Tebboune : la menace technocratique

Le Président Tebboune a son idée sur l'avenir de l'organisation politique en Algérie. On a compris qu'il n'aura pas son parti propre et qu'il comptera, comme son prédécesseur, sur une «coalition qui soutiendra le programme du Président». Dans ce cas, il nommera un Premier ministre issu de cette majorité favorable. M. Tebboune a aussi évoqué le cas d'une victoire de l'opposition aux législatives. Une situation qui induira la désignation d'un chef de gouvernement dont la mission sera de former un staff qui mènera forcément une politique différente.
Comme si les situations complexes ne manquent pas et ne sont pas déjà responsables des crises successives qui touchent notre pays, voilà une innovation qui risque d'ajouter encore du flou à la vision générale. Pourquoi ? Parce que, comme ses prédécesseurs, M. Tebboune pense que se reconnaître idéologiquement et prendre position politiquement seraient le signe d'un désengagement vis-à-vis d'une partie du peuple. Certains, parmi les précédents chefs d'Etat, se sont déclarés «présidents au-dessus des partis», d'autres ont estimé que leur parti était «l'Algérie», etc. De belles paroles pour cacher en fait leur appartenance patente au FLN. Une appartenance que l'on dissimule sous l'étiquette de «candidat indépendant», un titre en totale contradiction avec l'ambition de bâtir un système démocratique solide. 
Trump se bat au nom des Républicains. Macron a gagné la présidentielle mais très vite, il a formé son mouvement politique qui est devenu majoritaire au Parlement. En Espagne, en Italie, en Angleterre, au Japon ou en Australie, les chefs de partis portent des programmes politiques précis qu'ils soumettent à l'urne. Et c’est parce qu’il n’a pas de parti que le Président tunisien se retrouve pratiquement sans pouvoir réel en Tunisie, pays ravagé par le choix d’une Constituante mortelle ayant favorisé la montée des forces obscurantistes.
En Algérie, le candidat gagnant vient toujours de la sphère intergalactique de «l'indépendance» ! Cela ne remet nullement en cause son patriotisme et son honnêteté morale mais ce refus de s'identifier politiquement ne clarifie pas la situation. Nos candidats sont élus sur la base de programmes électoraux mais cela ne suffit pas à comprendre leurs motivations, leurs réflexes, leur vision globale sur le pays, sa société, son économie, etc. Il y a forcément une école idéologique qui les a formés ! 

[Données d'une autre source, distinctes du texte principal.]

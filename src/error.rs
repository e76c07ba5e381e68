use ethers::types::{Address, U256};
use thiserror::Error;

use crate::models::PositionKind;

/// Coarse classification of engine failures.
#[derive(Copy, Clone, Debug, PartialEq, Eq)]
pub enum ErrorKind {
    /// Not time to rebalance yet; the caller may retry once conditions change.
    PreconditionNotMet,
    /// Unsafe or degenerate state was about to be produced; the whole call aborts.
    InvariantViolation,
    /// A pool, host or token collaborator refused an operation.
    Collaborator,
}

#[derive(Debug, Clone, PartialEq, Eq, Error)]
pub enum EngineError {
    #[error("decimals {0} outside supported range [6, 18]")]
    InvalidDecimals(u8),

    #[error("tick spacing must be positive, got {0}")]
    InvalidTickSpacing(i32),

    #[error("price must be non-zero")]
    InvalidPrice,

    #[error("tick {0} is off the price grid")]
    InvalidTick(i32),

    #[error("floor range is empty: lower {lower} >= upper {upper}")]
    InvalidTicksFloor { lower: i32, upper: i32 },

    #[error("anchor range [{lower}, {upper}] overlaps or sits below floor upper tick {floor_upper}")]
    InvalidTicksAnchor { lower: i32, upper: i32, floor_upper: i32 },

    #[error("discovery lower tick {lower} must be above anchor upper tick {anchor_upper}")]
    InvalidTicksDiscovery { lower: i32, anchor_upper: i32 },

    #[error("floor can only move up: new lower tick {new} <= current lower tick {current}")]
    InvalidFloor { current: i32, new: i32 },

    #[error("computed zero liquidity for {0:?} position")]
    NoLiquidity(PositionKind),

    #[error("liquidity ratio {ratio} above shift threshold {threshold}")]
    AboveThreshold { ratio: U256, threshold: U256 },

    #[error("liquidity ratio {ratio} below slide threshold {threshold}")]
    BelowThreshold { ratio: U256, threshold: U256 },

    #[error("all three positions must hold liquidity")]
    OnlyNotEmptyPositions,

    #[error("rebalance cooldown active for another {remaining_secs}s")]
    CooldownActive { remaining_secs: u64 },

    #[error("spot tick {spot_tick} deviates from TWAP tick {twap_tick} by more than {max_deviation}")]
    PriceManipulation { spot_tick: i32, twap_tick: i32, max_deviation: i32 },

    #[error("caller {0:?} is not authorized")]
    Unauthorized(Address),

    #[error("collaborator address mismatch: expected {expected:?}, got {actual:?}")]
    AddressMismatch { expected: Address, actual: Address },

    #[error("invalid parameters: {0}")]
    InvalidParameters(String),

    #[error("arithmetic overflow in {0}")]
    MathOverflow(&'static str),

    #[error("division by zero in {0}")]
    DivisionByZero(&'static str),

    #[error("insufficient balance: needed {needed}, available {available}")]
    InsufficientBalance { needed: U256, available: U256 },

    #[error("pool error: {0}")]
    Pool(String),

    #[error("vault host error: {0}")]
    Host(String),
}

impl EngineError {
    pub fn kind(&self) -> ErrorKind {
        match self {
            EngineError::AboveThreshold { .. }
            | EngineError::BelowThreshold { .. }
            | EngineError::OnlyNotEmptyPositions
            | EngineError::CooldownActive { .. }
            | EngineError::PriceManipulation { .. } => ErrorKind::PreconditionNotMet,

            EngineError::InsufficientBalance { .. }
            | EngineError::Pool(_)
            | EngineError::Host(_) => ErrorKind::Collaborator,

            _ => ErrorKind::InvariantViolation,
        }
    }

    /// True when re-invoking later may succeed without any configuration change.
    pub fn is_retryable(&self) -> bool {
        self.kind() == ErrorKind::PreconditionNotMet
    }
}

pub type Result<T, E = EngineError> = std::result::Result<T, E>;

#[cfg(test)]
mod tests {
    use super::*;

    #[test]
    fn thresholds_are_retryable() {
        let err = EngineError::AboveThreshold {
            ratio: U256::exp10(18),
            threshold: U256::exp10(17) * 9,
        };
        assert_eq!(err.kind(), ErrorKind::PreconditionNotMet);
        assert!(err.is_retryable());
        assert!(EngineError::CooldownActive { remaining_secs: 5 }.is_retryable());
    }

    #[test]
    fn invariant_violations_are_fatal() {
        let err = EngineError::InvalidFloor { current: 120, new: 60 };
        assert_eq!(err.kind(), ErrorKind::InvariantViolation);
        assert!(!err.is_retryable());
        assert_eq!(
            EngineError::NoLiquidity(PositionKind::Anchor).kind(),
            ErrorKind::InvariantViolation
        );
        assert_eq!(EngineError::Pool("boom".into()).kind(), ErrorKind::Collaborator);
    }
}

Cela fait déjà quelques années que l'on proclame avec force que «l'idéologue, c'est fini !» Ce n'est pas vrai ! Chaque acte, chaque parole, sont porteurs d’idéologie et n'importe quel observateur peut déceler l'orientation idéologique des responsables en poste. Quand on prône la suprématie du privé sur le public et que l'on privatise sans scrupules, on est identifié idéologiquement. Et c'est au nom de l'idéologie ultralibérale que l'oligarchie et son pouvoir politique ont causé tant de torts chez nous. Les forces capitalistes qui arrivent au terme d'un cycle qui annonce la fin de la suprématie de leurs théories, veulent nous faire croire qu'elles ne font pas d'idéologie. Ainsi, ni Trump ni Mme Merkel ne font de l'idéologie ! Ils s'occupent de bonne gestion, de rentabilité, d’ajustements macroéconomiques et d'équilibres microéconomiques ! La Banque mondiale et le FMI, affameurs des peuples, ne font pas d'idéologie ! Alors, elle est où l'idéologie et pourquoi en parler alors ? Elle est là où la politique s'engage aux côtés de la classe ouvrière, là où l'État continue de jouer son rôle de protecteur de l'économie nationale et de battre en brèche les plans des multinationales, là où les richesses sont réparties entre toutes les couches de la population, là où les plus démunis ne sont pas écrasés par les plus riches ! Dès que l'on avance un pion sur l'échiquier de la justice sociale, on est menacé d'échec et mat : «On a dit pas d'idéologie !»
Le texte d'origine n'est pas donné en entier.